Conserved Quantities and Measurements
Edward J. Gillis

TL;DR
This paper argues that apparent violations of conservation laws during measurements are due to entanglement effects between the system and apparatus, which are often overlooked, and that conservation laws remain valid.
Contribution
It highlights the role of entanglement in measurement interactions, showing that small correlations can explain perceived conservation violations.
Findings
Entanglement between system and apparatus is inevitable during measurement.
Tiny differences in apparatus states can account for perceived conservation deviations.
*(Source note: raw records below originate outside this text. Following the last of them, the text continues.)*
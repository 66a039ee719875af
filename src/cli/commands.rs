//! Command dispatch: resolve the catalog source, build the library, run
//! the requested operation.

use std::io;
use std::path::{Path, PathBuf};

use clap::{Command, CommandFactory};
use clap_complete::{generate, Generator};
use itertools::Itertools;
use tracing::{debug, instrument};

use crate::cli::args::{Cli, Commands, ConfigCommands};
use crate::cli::error::{CliError, CliResult};
use crate::cli::output;
use crate::config::{global_config_path, Settings};
use crate::domain::{DomainError, LibraryBuilder, LoadReport, MovieLibrary};
use crate::util::path::PathExt;

pub fn execute_command(cli: &Cli) -> CliResult<()> {
    match &cli.command {
        Some(Commands::Load { source }) => load(source.as_deref()),
        Some(Commands::Search { title, source }) => search(title, source.as_deref()),
        Some(Commands::Remove { title, source }) => remove(title, source.as_deref()),
        Some(Commands::List { source }) => list(source.as_deref()),
        Some(Commands::Tree { source }) => tree(source.as_deref()),
        Some(Commands::Stats { source }) => stats(source.as_deref()),
        Some(Commands::Config { command }) => config_command(command),
        Some(Commands::Completion { shell }) => completion(*shell),
        None => Ok(()),
    }
}

/// Resolve the catalog source: explicit argument first, configured default
/// second.
fn resolve_source(source: Option<&Path>) -> CliResult<(PathBuf, Settings)> {
    let settings = Settings::load()?;
    let path = match source {
        Some(path) => path.to_path_buf(),
        None => settings.catalog_file.clone().ok_or_else(|| {
            CliError::Usage("no catalog given and no catalog_file configured".to_string())
        })?,
    };
    if !path.exists() {
        return Err(DomainError::FileNotFound(path).into());
    }
    let path = path.to_canonical()?;
    Ok((path, settings))
}

fn build_library(source: Option<&Path>) -> CliResult<(MovieLibrary, LoadReport)> {
    let (path, settings) = resolve_source(source)?;
    let builder = LibraryBuilder::with_date_format(&settings.date_format);
    let result = if path.is_dir() {
        builder.build_from_directory(&path)?
    } else {
        builder.build_from_file(&path)?
    };
    Ok(result)
}

#[instrument]
fn load(source: Option<&Path>) -> CliResult<()> {
    let (library, report) = build_library(source)?;
    output::info(&format!("read {} records", report.records_read));
    if report.records_skipped > 0 {
        output::warning(&format!(
            "skipped {} records without a title",
            report.records_skipped
        ));
    }
    output::success(&format!(
        "built a library with {} unique movie titles",
        report.titles_added
    ));
    debug!("library height: {}", library.height());
    Ok(())
}

#[instrument]
fn search(title: &str, source: Option<&Path>) -> CliResult<()> {
    let (library, _) = build_library(source)?;
    match library.search(title) {
        Some(movie) => {
            output::info(&movie.full_display());
            Ok(())
        }
        None => Err(DomainError::TitleNotFound(title.to_string()).into()),
    }
}

#[instrument]
fn remove(title: &str, source: Option<&Path>) -> CliResult<()> {
    let (mut library, _) = build_library(source)?;
    let removed = library
        .remove(title)
        .ok_or_else(|| DomainError::TitleNotFound(title.to_string()))?;
    output::success(&format!("removed {}", removed.full_display()));
    output::info(&library.render());
    Ok(())
}

#[instrument]
fn list(source: Option<&Path>) -> CliResult<()> {
    let (library, _) = build_library(source)?;
    output::info(&library.iter().map(|movie| movie.to_string()).join("\n"));
    Ok(())
}

#[instrument]
fn tree(source: Option<&Path>) -> CliResult<()> {
    let (library, _) = build_library(source)?;
    println!("{}", library.to_tree_string());
    Ok(())
}

#[instrument]
fn stats(source: Option<&Path>) -> CliResult<()> {
    let (library, _) = build_library(source)?;
    output::header("Catalog");
    output::detail(&format!("size = {}; height = {}", library.len(), library.height()));
    if !library.is_consistent() {
        output::warning("tree structure failed its consistency check");
    }
    Ok(())
}

fn config_command(command: &ConfigCommands) -> CliResult<()> {
    match command {
        ConfigCommands::Show => {
            let settings = Settings::load()?;
            let rendered = toml::to_string_pretty(&settings)
                .map_err(|e| config::ConfigError::Message(e.to_string()))?;
            output::info(&rendered);
            Ok(())
        }
        ConfigCommands::Init => {
            let path = global_config_path().ok_or_else(|| {
                CliError::Usage("cannot determine a config directory".to_string())
            })?;
            if path.exists() {
                return Err(CliError::InvalidArgs(format!(
                    "config already exists: {}",
                    path.display()
                )));
            }
            if let Some(parent) = path.parent() {
                std::fs::create_dir_all(parent)?;
            }
            std::fs::write(&path, Settings::template())?;
            output::success(&format!("created {}", path.display()));
            Ok(())
        }
        ConfigCommands::Path => {
            match global_config_path() {
                Some(path) => output::info(&path.display()),
                None => output::warning("cannot determine a config directory"),
            }
            Ok(())
        }
    }
}

fn completion(shell: clap_complete::Shell) -> CliResult<()> {
    let mut cmd = Cli::command();
    print_completions(shell, &mut cmd);
    Ok(())
}

fn print_completions<G: Generator>(gen: G, cmd: &mut Command) {
    generate(gen, cmd, cmd.get_name().to_string(), &mut io::stdout());
}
Measurements do not necessarily violate conservation laws due to entanglement effects.
Abstract
When a measurement is made on a system that is not in an eigenstate of the measured observable, it is often assumed that some conservation law has been violated. Discussions of the effect of measurements on conserved quantities often overlook the possibility of entanglement between the measured system and the preparation apparatus. The preparation of a system in any particular state necessarily involves interaction between the apparatus and the system. Since entanglement is a generic result of interaction, as shown by Gemmer and Mahler[1], and by Durt[2,3] one would expect some nonzero entanglement between apparatus and measured system, even though the amount of such entanglement is extremely small. Because the apparatus has an enormous number of degrees of freedom relative to the measured system, even a very tiny difference between the apparatus states that are correlated with the…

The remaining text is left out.